On Wednesday, Brian Harbeck will graduate from Snohomish High School with a steady job, two state titles in his tool belt and a precision machining apprenticeship on the way. He was named the Sno-Isle Tech Skills Center precision machining student of the year and plans to compete soon at a national event.

Though he's won scholarships, Harbeck doesn't want to go to college. He'd rather be in a shop, using trigonometry and computer codes to make metal parts with a journeyman machinist. That's more interesting than sitting in a lecture hall, listening to a professor, he said.

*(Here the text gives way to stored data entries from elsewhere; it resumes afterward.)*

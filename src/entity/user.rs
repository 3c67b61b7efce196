use sea_orm::entity::prelude::*;
use serde::{Deserialize, Serialize};

/// The role assigned to newly registered users. Teacher accounts are only
/// ever created by startup seeding.
pub const ROLE_STUDENT: &str = "student";
pub const ROLE_TEACHER: &str = "teacher";

#[sea_orm::model]
#[derive(Clone, Debug, PartialEq, Eq, DeriveEntityModel, Serialize, Deserialize)]
#[sea_orm(table_name = "user")]
pub struct Model {
    #[sea_orm(primary_key)]
    pub id: i32,

    /// Login id (student number or teacher id). Unique per role, not
    /// globally: the same identifier may exist once as a student and once
    /// as a teacher. The composite unique index is ensured at startup.
    pub identifier: String,

    /// Argon2id hash of the password. The plaintext is never stored.
    pub password: String,

    /// One of `ROLE_STUDENT`, `ROLE_TEACHER`. Fixed at creation.
    pub role: String,

    #[sea_orm(has_many)]
    pub sessions: HasMany<super::session::Entity>,

    pub created_at: DateTimeUtc,
}

impl ActiveModelBehavior for ActiveModel {}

"It's fun," the lifelong Snohomish resident said. "The whole academic side doesn't really appeal to me. I like this stuff here -- and it's a respectable career."

It doesn't hurt that machinists in Washington can make about $21.30 an hour.

Harbeck is ready for hard work.

He currently attends class at Sno-Isle in Everett and at Snohomish High School from 7:30 a.m. to 1:30 p.m. Then he heads to work at Advantage Manufacturing Technologies in Monroe, where he makes medical screws that hold bones in place.

Sometimes he doesn't get home until 10 p.m. On the weekends, he sits at the kitchen table with his dad, 58, and helps him learn the codes and machining secrets he's mastered.

Jim Harbeck looks at his son and is proud.

The younger Harbeck has what the elder is still looking for: a career he loves.